Scan the entries below for the word "warn". Copy each line that has it.

═════ Supplied data

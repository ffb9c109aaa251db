use std::cell::{RefCell, RefMut};
use std::rc::{Rc, Weak};

use wasm_bindgen::closure::Closure;
use wasm_bindgen::{JsCast, JsValue};
use web_sys::{Document, Element, Event, Window};

use super::dom::{DomShaderBoard, DomSurface};
use super::editor::SnippetEditor;
use super::runner::{DirectRunner, ModuleRunner};
use super::view;
use crate::catalog::Catalog;
use crate::config::{PlaygroundConfig, CONFIG_ELEMENT_ID};
use crate::detail::{AutoRun, DetailView};
use crate::error::{PlaygroundError, Result};
use crate::exec::{ExecutionHost, ExecutionOutcome, RenderSurfaceManager, RunId, Runners};
use crate::route::Route;
use crate::snippet::SnippetField;

type Shared = Rc<RefCell<App>>;

/// Reads overrides from `<script type="application/json" id="webgl-hub-config">`.
pub fn load_config(document: &Document) -> Result<PlaygroundConfig> {
    match document.get_element_by_id(CONFIG_ELEMENT_ID) {
        Some(element) => PlaygroundConfig::from_json(&element.text_content().unwrap_or_default()),
        None => Ok(PlaygroundConfig::default()),
    }
}

/// Page-level state: the catalog, the detail lifecycle and whatever DOM
/// listeners the current page owns.
pub struct App {
    window: Window,
    document: Document,
    root: Element,
    config: PlaygroundConfig,
    catalog: Catalog,
    detail: DetailView<DomSurface, DomShaderBoard>,
    editors: Vec<SnippetEditor>,
    run_click: Option<Closure<dyn FnMut(Event)>>,
    error_panel: Option<Element>,
    timer: Option<i32>,
}

impl App {
    pub fn mount(window: Window, document: Document, config: PlaygroundConfig) -> Result<Shared, JsValue> {
        let catalog = Catalog::builtin()?;
        let root = document
            .get_element_by_id(&config.root_id)
            .ok_or_else(|| PlaygroundError::Dom(format!("no #{} element to mount into", config.root_id)))?;
        tracing::info!(examples = catalog.len(), "mounting WebGL Hub");

        let app: Shared = Rc::new_cyclic(|weak: &Weak<RefCell<App>>| {
            let inbox = weak.clone();
            let surfaces = RenderSurfaceManager::new(
                DomSurface::new(window.clone(), document.clone()),
                config.surface_spec(),
            );
            let host = ExecutionHost::new(
                surfaces,
                DomShaderBoard::new(document.clone(), config.shader_container_id.clone()),
                config.vertex_shader_id.clone(),
                config.fragment_shader_id.clone(),
                Runners {
                    direct: Box::new(DirectRunner),
                    module: Box::new(ModuleRunner),
                },
                move |run, outcome| App::deliver(&inbox, run, outcome),
            );
            let detail = DetailView::new(host, config.auto_run_delay())
                .with_rerun_on_edit(config.rerun_on_edit);
            RefCell::new(App {
                window: window.clone(),
                document: document.clone(),
                root,
                config,
                catalog,
                detail,
                editors: Vec::new(),
                run_click: None,
                error_panel: None,
                timer: None,
            })
        });

        // the listener lives as long as the page and keeps the app alive
        let owner = Rc::clone(&app);
        let on_hash = Closure::wrap(Box::new(move |_event: Event| {
            App::route(&owner);
        }) as Box<dyn FnMut(Event)>);
        window.add_event_listener_with_callback("hashchange", on_hash.as_ref().unchecked_ref())?;
        on_hash.forget();

        App::route(&app);
        Ok(app)
    }

    /// Snippets run while the app is borrowed. Listeners they fire
    /// synchronously must not borrow it again.
    fn enter<'a>(app: &'a Shared, event: &str) -> Option<RefMut<'a, App>> {
        match app.try_borrow_mut() {
            Ok(this) => Some(this),
            Err(_) => {
                tracing::warn!(event, "fired from inside a running snippet; ignored");
                None
            }
        }
    }

    fn route(app: &Shared) {
        let Ok(mut this) = app.try_borrow_mut() else {
            App::defer_route(app);
            return;
        };
        let hash = this.window.location().hash().unwrap_or_default();
        let route = Route::parse(&hash);
        this.set_head(&route);
        let rendered = match route {
            Route::Home => this.show_home(),
            Route::Example(id) => this.show_example(&id, Rc::downgrade(app)),
        };
        if let Err(err) = rendered {
            tracing::error!(error = ?err, %hash, "failed to render page");
        }
    }

    /// A snippet navigated while running: route once it has returned.
    fn defer_route(app: &Shared) {
        let weak = Rc::downgrade(app);
        let callback = Closure::once_into_js(move || {
            if let Some(app) = weak.upgrade() {
                App::route(&app);
            }
        });
        let scheduled = web_sys::window()
            .ok_or_else(|| JsValue::from_str("no window"))
            .and_then(|window| {
                window.set_timeout_with_callback_and_timeout_and_arguments_0(
                    callback.unchecked_ref(),
                    0,
                )
            });
        if let Err(err) = scheduled {
            tracing::error!(error = ?err, "could not defer navigation");
        }
    }

    fn set_head(&self, route: &Route) {
        let head = route.page_head(&self.catalog);
        self.document.set_title(&head.title);
        if let Ok(Some(meta)) = self.document.query_selector("meta[name=\"description\"]") {
            if let Err(err) = meta.set_attribute("content", &head.description) {
                tracing::warn!(error = ?err, "could not update meta description");
            }
        }
    }

    fn show_home(&mut self) -> Result<(), JsValue> {
        self.cancel_timer();
        self.detail.leave();
        self.clear_page();
        view::render_home(&self.document, &self.root, &self.catalog)
    }

    fn show_example(&mut self, id: &str, weak: Weak<RefCell<App>>) -> Result<(), JsValue> {
        self.cancel_timer();
        // select before clearing so the old canvas is still there to stand down
        let selected = self.detail.select(&self.catalog, id);
        self.clear_page();
        match selected {
            Ok(auto) => {
                self.render_detail(weak.clone())?;
                self.schedule(weak, auto)
            }
            Err(PlaygroundError::NotFound(_)) => view::render_not_found(&self.document, &self.root),
            Err(err) => Err(err.into()),
        }
    }

    fn render_detail(&mut self, weak: Weak<RefCell<App>>) -> Result<(), JsValue> {
        let example = match self.detail.example() {
            Some(example) => example.clone(),
            None => return Ok(()),
        };
        let dom = view::render_detail(&self.document, &self.root, &example, &self.config)?;

        let clicks = weak.clone();
        let on_click = Closure::wrap(Box::new(move |_event: Event| {
            if let Some(app) = clicks.upgrade() {
                App::run_clicked(&app);
            }
        }) as Box<dyn FnMut(Event)>);
        dom.run_button
            .add_event_listener_with_callback("click", on_click.as_ref().unchecked_ref())?;
        self.run_click = Some(on_click);

        let script_height = if example.uses_three_js() { "h-96 lg:h-full" } else { "h-64" };
        for field in SnippetField::ALL {
            let seeded = match field {
                SnippetField::Script => &example.code.script,
                SnippetField::VertexShader => &example.code.vertex_shader,
                SnippetField::FragmentShader => &example.code.fragment_shader,
            };
            if field != SnippetField::Script && seeded.trim().is_empty() {
                continue;
            }
            let (height, controls) = match field {
                SnippetField::Script => (script_height, Some(&dom.run_button)),
                _ => ("h-48", None),
            };
            let edits = weak.clone();
            let editor = SnippetEditor::mount(
                &self.document,
                &dom.editors,
                field,
                self.detail.snippets().get(field),
                height,
                controls,
                move |field, value| App::edited(&edits, field, value),
            )?;
            self.editors.push(editor);
        }

        self.error_panel = Some(dom.error_panel);
        Ok(())
    }

    fn run_clicked(app: &Shared) {
        let Some(mut this) = App::enter(app, "click") else { return };
        this.cancel_timer();
        this.detail.run();
        this.refresh_error();
    }

    fn edited(weak: &Weak<RefCell<App>>, field: SnippetField, value: String) {
        let Some(app) = weak.upgrade() else { return };
        let Some(mut this) = App::enter(&app, "input") else { return };
        if let Some(auto) = this.detail.edit(field, value) {
            this.cancel_timer();
            if let Err(err) = this.schedule(weak.clone(), auto) {
                tracing::error!(error = ?err, "could not schedule re-run");
            }
        }
    }

    fn auto_run(app: &Shared, generation: u64) {
        let Some(mut this) = App::enter(app, "auto-run") else { return };
        this.timer = None;
        if this.detail.auto_run(generation).is_some() {
            this.refresh_error();
        }
    }

    fn deliver(weak: &Weak<RefCell<App>>, run: RunId, outcome: ExecutionOutcome) {
        let Some(app) = weak.upgrade() else { return };
        let Ok(mut this) = app.try_borrow_mut() else {
            tracing::warn!(%run, "app busy, dropping module outcome");
            return;
        };
        if this.detail.complete(run, outcome) {
            this.refresh_error();
        }
    }

    fn schedule(&mut self, weak: Weak<RefCell<App>>, auto: AutoRun) -> Result<(), JsValue> {
        let generation = auto.generation;
        let callback = Closure::once_into_js(move || {
            if let Some(app) = weak.upgrade() {
                App::auto_run(&app, generation);
            }
        });
        let delay = i32::try_from(auto.delay.as_millis()).unwrap_or(i32::MAX);
        let id = self
            .window
            .set_timeout_with_callback_and_timeout_and_arguments_0(callback.unchecked_ref(), delay)?;
        self.timer = Some(id);
        Ok(())
    }

    fn cancel_timer(&mut self) {
        if let Some(id) = self.timer.take() {
            self.window.clear_timeout_with_handle(id);
        }
    }

    fn refresh_error(&self) {
        let Some(panel) = &self.error_panel else { return };
        if let Err(err) = view::show_error(&self.document, panel, self.detail.error()) {
            tracing::error!(error = ?err, "could not update error panel");
        }
    }

    fn clear_page(&mut self) {
        self.editors.clear();
        self.run_click = None;
        self.error_panel = None;
        self.root.set_inner_html("");
    }
}
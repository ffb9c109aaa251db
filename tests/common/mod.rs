//! In-memory stand-ins for the browser: a surface backend with a frame
//! scheduler, a shader board, and runners that understand a tiny script
//! language (`loop NAME`, `throw Kind: message`, statements split on `;`).
#![allow(dead_code)]

use std::cell::RefCell;
use std::collections::{BTreeMap, HashMap};
use std::rc::Rc;

use webgl_hub::exec::{
    ExecutionHost, ExecutionOutcome, FailureOrigin, FrameHandle, Launch, OutcomeSink,
    RenderSurfaceManager, RunId, Runners, ScriptFailure, ScriptJob, ScriptRunner, ShaderBoard,
    ShaderRole, SurfaceBackend, SurfaceSpec,
};
use webgl_hub::{PlaygroundError, Result};

pub type SharedWorld = Rc<RefCell<World>>;
pub type Inbox = Rc<RefCell<Vec<(RunId, ExecutionOutcome)>>>;

pub struct PendingModule {
    pub run: RunId,
    pub surface_id: String,
    pub script: String,
    sink: OutcomeSink,
}

pub struct World {
    pub mounted: Option<u32>,
    pub attached: Vec<u32>,
    next_surface: u32,
    pub stamps: HashMap<u32, RunId>,
    pub parked: HashMap<u32, FrameHandle>,
    scheduled: BTreeMap<FrameHandle, (u32, String)>,
    next_frame: FrameHandle,
    pub cancelled: Vec<FrameHandle>,
    pub ticks: Vec<String>,
    pub published: Vec<(ShaderRole, String, String)>,
    pub clears: usize,
    pub board_missing: bool,
    pub pending: Vec<PendingModule>,
}

impl World {
    /// A page with one unstamped canvas mounted.
    pub fn new() -> SharedWorld {
        Rc::new(RefCell::new(World {
            mounted: Some(0),
            attached: vec![0],
            next_surface: 1,
            stamps: HashMap::new(),
            parked: HashMap::new(),
            scheduled: BTreeMap::new(),
            next_frame: 1,
            cancelled: Vec::new(),
            ticks: Vec::new(),
            published: Vec::new(),
            clears: 0,
            board_missing: false,
            pending: Vec::new(),
        }))
    }

    /// One animation frame: every scheduled callback fires once and
    /// re-requests itself, parking the new id on its surface.
    pub fn tick(&mut self) {
        let due = std::mem::take(&mut self.scheduled);
        for (_, (surface, label)) in due {
            self.ticks.push(label.clone());
            self.request(surface, label);
        }
    }

    pub fn live_loops(&self) -> usize {
        self.scheduled.len()
    }

    pub fn loop_labels(&self) -> Vec<String> {
        self.scheduled.values().map(|(_, label)| label.clone()).collect()
    }

    /// The view re-rendered: a brand-new, unstamped canvas replaces the DOM.
    pub fn remount(&mut self) {
        let id = self.next_surface;
        self.next_surface += 1;
        self.attached = vec![id];
        self.mounted = Some(id);
    }

    /// A deferred callback requesting a frame for an arbitrary surface.
    pub fn start_loop_on(&mut self, surface: u32, label: &str) {
        self.request(surface, label.to_string());
    }

    pub fn shader(&self, role: ShaderRole) -> Option<&str> {
        self.published
            .iter()
            .find(|(r, _, _)| *r == role)
            .map(|(_, _, source)| source.as_str())
    }

    fn request(&mut self, surface: u32, label: String) {
        let frame = self.next_frame;
        self.next_frame += 1;
        self.scheduled.insert(frame, (surface, label));
        self.parked.insert(surface, frame);
    }

    fn perform(&mut self, origin: FailureOrigin, script: &str) -> ExecutionOutcome {
        for statement in script.split(';').map(str::trim) {
            if let Some(label) = statement.strip_prefix("loop ") {
                if let Some(surface) = self.mounted {
                    self.request(surface, label.to_string());
                }
            } else if let Some(error) = statement.strip_prefix("throw ") {
                let (kind, message) = error.split_once(": ").unwrap_or(("Error", error));
                return ExecutionOutcome::Failed(ScriptFailure::new(origin, kind, message));
            }
        }
        ExecutionOutcome::Ok
    }
}

pub struct FakeSurface(pub SharedWorld);

impl SurfaceBackend for FakeSurface {
    type Handle = u32;

    fn locate(&self, _spec: &SurfaceSpec) -> Option<u32> {
        self.0.borrow().mounted
    }

    fn pending_frame(&self, surface: &u32) -> Option<FrameHandle> {
        self.0.borrow().parked.get(surface).copied()
    }

    fn cancel_frame(&mut self, surface: &u32, frame: FrameHandle) {
        let mut world = self.0.borrow_mut();
        world.scheduled.remove(&frame);
        world.parked.remove(surface);
        world.cancelled.push(frame);
    }

    fn replace(&mut self, old: &u32, _spec: &SurfaceSpec, run: RunId) -> Result<u32> {
        let mut world = self.0.borrow_mut();
        assert!(world.attached.contains(old), "replacing a detached surface");
        let id = world.next_surface;
        world.next_surface += 1;
        world.attached.retain(|s| s != old);
        world.attached.push(id);
        world.mounted = Some(id);
        world.stamps.insert(id, run);
        Ok(id)
    }

    fn unstamp(&mut self, surface: &u32) {
        self.0.borrow_mut().stamps.remove(surface);
    }
}

pub struct FakeBoard(pub SharedWorld);

impl ShaderBoard for FakeBoard {
    fn clear(&mut self) -> Result<()> {
        let mut world = self.0.borrow_mut();
        if world.board_missing {
            return Err(PlaygroundError::ShaderContainerMissing("shader-sources".into()));
        }
        world.published.clear();
        world.clears += 1;
        Ok(())
    }

    fn publish(&mut self, role: ShaderRole, element_id: &str, source: &str) -> Result<()> {
        self.0
            .borrow_mut()
            .published
            .push((role, element_id.to_string(), source.to_string()));
        Ok(())
    }
}

pub struct FakeDirect(pub SharedWorld);

impl ScriptRunner for FakeDirect {
    fn launch(&self, job: ScriptJob<'_>, _sink: OutcomeSink) -> Launch {
        Launch::Settled(self.0.borrow_mut().perform(FailureOrigin::Direct, job.script))
    }
}

/// Parks every module until [`settle`] is called.
pub struct FakeModule(pub SharedWorld);

impl ScriptRunner for FakeModule {
    fn launch(&self, job: ScriptJob<'_>, sink: OutcomeSink) -> Launch {
        let run = job.ticket.id();
        self.0.borrow_mut().pending.push(PendingModule {
            run,
            surface_id: job.surface_id.to_string(),
            script: job.script.to_string(),
            sink,
        });
        Launch::Pending(run)
    }
}

/// Finishes the oldest parked module. Like the fence prepended in the
/// browser, it aborts when the mounted surface carries another run's stamp.
pub fn settle(world: &SharedWorld) -> RunId {
    let (module, outcome) = {
        let mut world = world.borrow_mut();
        let module = world.pending.remove(0);
        let stamp = world.mounted.and_then(|s| world.stamps.get(&s).copied());
        let outcome = if stamp == Some(module.run) {
            world.perform(FailureOrigin::Module, &module.script)
        } else {
            ExecutionOutcome::Failed(ScriptFailure::new(
                FailureOrigin::Module,
                "AbortError",
                format!("run {} was superseded", module.run),
            ))
        };
        (module, outcome)
    };
    (module.sink)(module.run, outcome);
    module.run
}

pub fn spec() -> SurfaceSpec {
    SurfaceSpec {
        id: "gl-canvas".into(),
        width: 512,
        height: 512,
        class: "w-full h-full".into(),
    }
}

pub fn host(world: &SharedWorld) -> (ExecutionHost<FakeSurface, FakeBoard>, Inbox) {
    let inbox: Inbox = Rc::default();
    let received = Rc::clone(&inbox);
    let host = ExecutionHost::new(
        RenderSurfaceManager::new(FakeSurface(Rc::clone(world)), spec()),
        FakeBoard(Rc::clone(world)),
        "vertex-shader",
        "fragment-shader",
        Runners {
            direct: Box::new(FakeDirect(Rc::clone(world))),
            module: Box::new(FakeModule(Rc::clone(world))),
        },
        move |run, outcome| received.borrow_mut().push((run, outcome)),
    );
    (host, inbox)
}

pub fn failed(kind: &str, message: &str) -> (String, String) {
    (kind.to_string(), message.to_string())
}

pub fn failure_of(launch: &Launch) -> Option<(String, String)> {
    launch
        .outcome()
        .and_then(ExecutionOutcome::failure)
        .map(|f| (f.kind.clone(), f.message.clone()))
}
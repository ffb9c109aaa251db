use std::collections::HashSet;
use std::time::Duration;

use serde::Deserialize;

use crate::error::{PlaygroundError, Result};
use crate::exec::{ShaderRole, SurfaceSpec};

/// Id of the optional `<script type="application/json">` element holding
/// overrides for [`PlaygroundConfig`].
pub const CONFIG_ELEMENT_ID: &str = "webgl-hub-config";

/// Page-level settings. Every field has a default, so an absent or partial
/// JSON document is fine.
#[derive(Debug, Clone, PartialEq, Eq, Deserialize)]
#[serde(default, deny_unknown_fields)]
pub struct PlaygroundConfig {
    pub root_id: String,
    pub canvas_id: String,
    pub canvas_width: u32,
    pub canvas_height: u32,
    pub canvas_class: String,
    pub shader_container_id: String,
    pub vertex_shader_id: String,
    pub fragment_shader_id: String,
    pub error_panel_id: String,
    pub auto_run_delay_ms: u32,
    pub rerun_on_edit: bool,
    pub log_level: String,
}

impl Default for PlaygroundConfig {
    fn default() -> Self {
        Self {
            root_id: "app".to_string(),
            canvas_id: "gl-canvas".to_string(),
            canvas_width: 512,
            canvas_height: 512,
            canvas_class: "w-full h-full".to_string(),
            shader_container_id: "shader-sources".to_string(),
            vertex_shader_id: "vertex-shader".to_string(),
            fragment_shader_id: "fragment-shader".to_string(),
            error_panel_id: "execution-error".to_string(),
            auto_run_delay_ms: 100,
            rerun_on_edit: false,
            log_level: "info".to_string(),
        }
    }
}

impl PlaygroundConfig {
    pub fn from_json(json: &str) -> Result<Self> {
        let config: Self = serde_json::from_str(json)
            .map_err(|err| PlaygroundError::Config(err.to_string()))?;
        config.validate()?;
        Ok(config)
    }

    pub fn validate(&self) -> Result<()> {
        if self.canvas_width == 0 || self.canvas_height == 0 {
            return Err(PlaygroundError::Config(format!(
                "canvas size {}x{} must be non-zero",
                self.canvas_width, self.canvas_height
            )));
        }
        let ids = [
            ("root_id", &self.root_id),
            ("canvas_id", &self.canvas_id),
            ("shader_container_id", &self.shader_container_id),
            ("vertex_shader_id", &self.vertex_shader_id),
            ("fragment_shader_id", &self.fragment_shader_id),
            ("error_panel_id", &self.error_panel_id),
        ];
        let mut seen = HashSet::new();
        for (name, id) in ids {
            if id.trim().is_empty() {
                return Err(PlaygroundError::Config(format!("{name} must not be empty")));
            }
            if !seen.insert(id.as_str()) {
                return Err(PlaygroundError::Config(format!("{name} '{id}' is already in use")));
            }
        }
        self.max_level()?;
        Ok(())
    }

    pub fn max_level(&self) -> Result<tracing::Level> {
        self.log_level
            .parse()
            .map_err(|_| PlaygroundError::Config(format!("unknown log level '{}'", self.log_level)))
    }

    pub fn auto_run_delay(&self) -> Duration {
        Duration::from_millis(u64::from(self.auto_run_delay_ms))
    }

    pub fn surface_spec(&self) -> SurfaceSpec {
        SurfaceSpec {
            id: self.canvas_id.clone(),
            width: self.canvas_width,
            height: self.canvas_height,
            class: self.canvas_class.clone(),
        }
    }

    pub fn shader_element_id(&self, role: ShaderRole) -> &str {
        match role {
            ShaderRole::Vertex => &self.vertex_shader_id,
            ShaderRole::Fragment => &self.fragment_shader_id,
        }
    }
}
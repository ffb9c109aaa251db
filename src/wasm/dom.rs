//! DOM-backed surface and shader publication.

use wasm_bindgen::{JsCast, JsValue};
use web_sys::{Document, Element, HtmlCanvasElement, Window};

use crate::error::{PlaygroundError, Result};
use crate::exec::{
    FrameHandle, RunId, ShaderBoard, ShaderRole, SurfaceBackend, SurfaceSpec,
    FRAME_HANDLE_PROPERTY, RUN_STAMP_ATTRIBUTE,
};

pub(crate) fn dom_error(err: JsValue) -> PlaygroundError {
    let text = err
        .dyn_ref::<js_sys::Error>()
        .map(|e| String::from(e.message()))
        .or_else(|| err.as_string())
        .unwrap_or_else(|| format!("{err:?}"));
    PlaygroundError::Dom(text)
}

/// The `<canvas>` mounted under the configured id.
pub struct DomSurface {
    window: Window,
    document: Document,
}

impl DomSurface {
    pub fn new(window: Window, document: Document) -> Self {
        Self { window, document }
    }
}

impl SurfaceBackend for DomSurface {
    type Handle = HtmlCanvasElement;

    fn locate(&self, spec: &SurfaceSpec) -> Option<HtmlCanvasElement> {
        self.document
            .get_element_by_id(&spec.id)?
            .dyn_into::<HtmlCanvasElement>()
            .ok()
    }

    fn pending_frame(&self, surface: &HtmlCanvasElement) -> Option<FrameHandle> {
        let value = js_sys::Reflect::get(surface, &JsValue::from_str(FRAME_HANDLE_PROPERTY)).ok()?;
        value.as_f64().map(|id| id as FrameHandle)
    }

    fn cancel_frame(&mut self, surface: &HtmlCanvasElement, frame: FrameHandle) {
        if let Err(err) = self.window.cancel_animation_frame(frame) {
            tracing::warn!(frame, error = ?err, "cancelAnimationFrame failed");
        }
        // forget the id so a second cancel on the same canvas is a no-op
        let _ = js_sys::Reflect::delete_property(surface, &JsValue::from_str(FRAME_HANDLE_PROPERTY));
    }

    fn replace(
        &mut self,
        old: &HtmlCanvasElement,
        spec: &SurfaceSpec,
        run: RunId,
    ) -> Result<HtmlCanvasElement> {
        let parent = old
            .parent_node()
            .ok_or_else(|| PlaygroundError::SurfaceMissing(spec.id.clone()))?;
        let fresh: HtmlCanvasElement = self
            .document
            .create_element("canvas")
            .map_err(dom_error)?
            .dyn_into()
            .map_err(|el: Element| dom_error(el.into()))?;
        fresh.set_id(&spec.id);
        fresh.set_width(spec.width);
        fresh.set_height(spec.height);
        fresh.set_class_name(&spec.class);
        fresh
            .set_attribute(RUN_STAMP_ATTRIBUTE, &run.to_string())
            .map_err(dom_error)?;
        parent.replace_child(&fresh, old).map_err(dom_error)?;
        Ok(fresh)
    }

    fn unstamp(&mut self, surface: &HtmlCanvasElement) {
        if let Err(err) = surface.remove_attribute(RUN_STAMP_ATTRIBUTE) {
            tracing::warn!(error = ?err, "could not clear run stamp");
        }
    }
}

/// Hidden container holding one `<script type="x-shader/...">` per role.
pub struct DomShaderBoard {
    document: Document,
    container_id: String,
}

impl DomShaderBoard {
    pub fn new(document: Document, container_id: impl Into<String>) -> Self {
        Self {
            document,
            container_id: container_id.into(),
        }
    }

    fn container(&self) -> Result<Element> {
        self.document
            .get_element_by_id(&self.container_id)
            .ok_or_else(|| PlaygroundError::ShaderContainerMissing(self.container_id.clone()))
    }
}

impl ShaderBoard for DomShaderBoard {
    fn clear(&mut self) -> Result<()> {
        self.container()?.set_inner_html("");
        Ok(())
    }

    fn publish(&mut self, role: ShaderRole, element_id: &str, source: &str) -> Result<()> {
        let container = self.container()?;
        let script = self.document.create_element("script").map_err(dom_error)?;
        script.set_id(element_id);
        script
            .set_attribute("type", role.script_type())
            .map_err(dom_error)?;
        script.set_text_content(Some(source));
        container.append_child(&script).map_err(dom_error)?;
        Ok(())
    }
}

══════════

Expected output:
                tracing::warn!(event, "fired from inside a running snippet; ignored");
                tracing::warn!(error = ?err, "could not update meta description");
            tracing::warn!(%run, "app busy, dropping module outcome");
            tracing::warn!(frame, error = ?err, "cancelAnimationFrame failed");
            tracing::warn!(error = ?err, "could not clear run stamp");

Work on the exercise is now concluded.